Расписаться помадой и кровью

Сцена из спектакля “Последнее свидание в Венеции”. Фото Н.ЧЕБАНДмитрий Крымов любит мистификации и игры с названиями. “Тремя сестрами” были у него лировы королевны. Под заголовком “Как вам это понравится” таился “Сон в летнюю ночь”. “Донкий Хот” Сэра Вантеса отсылал к детскому сознанию. Чеховские персонажи, выпускаемые в промышленных масштабах в год 150-летия Антона Павловича, сбегались под знамена крымовской “Тарарабумбии”. А за вскриком “О-й. Поздняя любовь” прятался Островский. Вот и “Последнее свидание в Венеции”, выпущенное в театре “Школа драматического искусства”, – это инсценировка романа Эрнеста Хемингуэя “За рекой в тени деревьев”. А в крымовском спектакле мерцает и “Смерть в Венеции” Томаса Манна, и “Отелло” Шекспира, и даже “Утиная охота” Вампилова – без прямых аналогий, параллельно сюжету. Впрочем, и с оригинальным названием Хемингуэя все не так просто – какая такая река, какие деревья в Венеции? Известно, что в названии книги использованы предсмертные слова генерала южан времен Гражданской войны в США Томаса Джексона, умершего от ран (“переправимся через реку и отдохнем в тени деревьев”). Лодка Харона везет на последнюю охоту полковника Ричарда Кантуэлла, ветерана самых страшных войн, везет через реку Лету, ее роль играет венецианская лагуна, и лодочник почему-то злится, мешает охотнику, как будто внезапно возненавидел свою участь.
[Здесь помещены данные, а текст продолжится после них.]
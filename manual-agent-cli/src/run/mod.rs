//! Run entry points: build the turn runner from config, run one turn.
//!
//! Re-exports [`build_runner`], [`build_runner_with`], [`run_turn`], [`session_summary`] and
//! [`Error`].

pub use crate::config::Error;

mod common;

use std::sync::Arc;

use manual_agent::{LlmClient, ToolApprover, ToolSource, TurnRunner};

use crate::config::RunConfig;

pub use common::session_summary;

/// Builds the runner for `config` with real collaborators: Ollama chat and embeddings,
/// the manual index (when `manual_path` is set) behind LLM-assisted retrieval, Brave search
/// and the session store.
///
/// A manual that cannot be loaded is logged and `search_manual` answers that the manual is
/// not loaded; the assistant still starts.
#[cfg(feature = "openai")]
pub async fn build_runner(config: &RunConfig) -> Result<TurnRunner, Error> {
    use manual_agent::tools::manual::{AgenticManualIndex, OpenAIEmbedder, VectorManualIndex};
    use manual_agent::{ChatOpenAI, SearchManualTool, Tool};
    use tracing::{info, warn};

    let search_manual: Arc<dyn Tool> = match &config.manual_path {
        Some(path) => {
            info!(path = %path, model = %config.embedding_model, "indexing manual");
            let embedder = OpenAIEmbedder::ollama(
                &config.ollama_host,
                config.ollama_port,
                config.embedding_model.clone(),
            );
            match VectorManualIndex::load(Arc::new(embedder), path).await {
                Ok(index) => {
                    // Retrieval gets its own deterministic client without tools.
                    let retrieval_llm = ChatOpenAI::ollama(
                        &config.ollama_host,
                        config.ollama_port,
                        config.model.clone(),
                    )
                    .with_temperature(0.0);
                    let agentic = AgenticManualIndex::new(
                        Arc::new(index),
                        Arc::new(retrieval_llm),
                        config.domain.clone(),
                    );
                    Arc::new(SearchManualTool::new(Arc::new(agentic), config.domain.clone()))
                }
                Err(e) => {
                    warn!(error = %e, "manual could not be loaded");
                    Arc::new(SearchManualTool::unloaded(config.domain.clone()))
                }
            }
        }
        None => {
            warn!("MANUAL_PATH not set; search_manual will report the manual is not loaded");
            Arc::new(SearchManualTool::unloaded(config.domain.clone()))
        }
    };

    let registry = common::build_registry(config, search_manual);
    let specs = registry.list_tools().await?;
    let llm = ChatOpenAI::ollama(&config.ollama_host, config.ollama_port, config.model.clone())
        .with_tools(specs)
        .with_temperature(config.temperature);

    let approver: Option<Arc<dyn ToolApprover>> = if config.approve_tools {
        Some(Arc::new(crate::StdinApprover))
    } else {
        None
    };
    build_runner_with(Box::new(llm), Box::new(registry), approver, config)
}

/// Builds the runner for `config` with the given collaborators. Used by [`build_runner`]
/// and by tests with MockLlm/MockToolSource.
pub fn build_runner_with(
    llm: Box<dyn LlmClient>,
    tool_source: Box<dyn ToolSource>,
    approver: Option<Arc<dyn ToolApprover>>,
    config: &RunConfig,
) -> Result<TurnRunner, Error> {
    let checkpointer = common::build_checkpointer(config)?;
    let runner = TurnRunner::new(
        llm,
        tool_source,
        approver,
        Some(checkpointer),
        Some(config.runnable_config()),
        config.to_turn_options(),
    )?;
    Ok(runner)
}

/// Runs one turn and returns the assistant's reply.
pub async fn run_turn(runner: &TurnRunner, user_message: &str) -> Result<String, Error> {
    let state = runner.invoke(user_message).await?;
    Ok(state.final_reply().unwrap_or_default().to_string())
}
На билетах у зрителей не обозначено мест, и вместо удобных кресел их поначалу ждет довольно неуютное пространство – пустой прямоугольник “Манежа”, покрытый скользкой черной пленкой, залитой водой. Где-то разбросаны обрывки бумаги и сломанные зонтики, стулья предусмотрительно убраны, где-то виднеется уголок пришвартовавшейся гондолы (она, впрочем, так и не появится в спектакле) – кто бывал в Венеции зимой, наверняка узнает пронзительный неуют выбирающейся из сезонного наводнения главной венецианской площади Сан-Марко. Ловкие официанты привычно орудуют воздуходувками, а затем собирают подмостки для зрителей. Выходит уютная дамочка – Ольга Надеждина в бигуди и полураспахнутом халатике, на лице – целый огуречный салат, приправ-ленный сметаной (и увлажнит, и очистит), на ногах – разлапистые шлепанцы, из уст льется и пьянит сладчайший мед “Casta diva”, пробуждая в нас обломовскую тоску по красоте: местная певица настраивается на вечернее выступление, приводя в порядок и лицо, и голосовые связки, и душу, и мысли. Голос из кантилены пикирует в резковатый окрик официантам, что-то поставившим не так, вновь взмывает куда-то ближе к третьей октаве, опять пикирует вниз, чтобы предложить кому-то из публики оставшиеся кусочки огурца. Красота здесь обжита, одомашнена, а быт вписан в красоту. Будто сохнет живописное тряпье, вывешенное на верхних этажах венецианских зданий. Позже дамочка возвращается в спектакль при полном параде, чтобы исполнить отведенную ей партию – бывшей жены-журналистки, освоившейся в закоулках памяти своего полковника, который позволил себе виртуально похоронить ее перед своей последней любовью. Как бы не так – чем ближе финал, тем более властно вступает в свои права прошлое, проявляющееся во всем (в спектакле – фотография жены проступает на белой скатерти).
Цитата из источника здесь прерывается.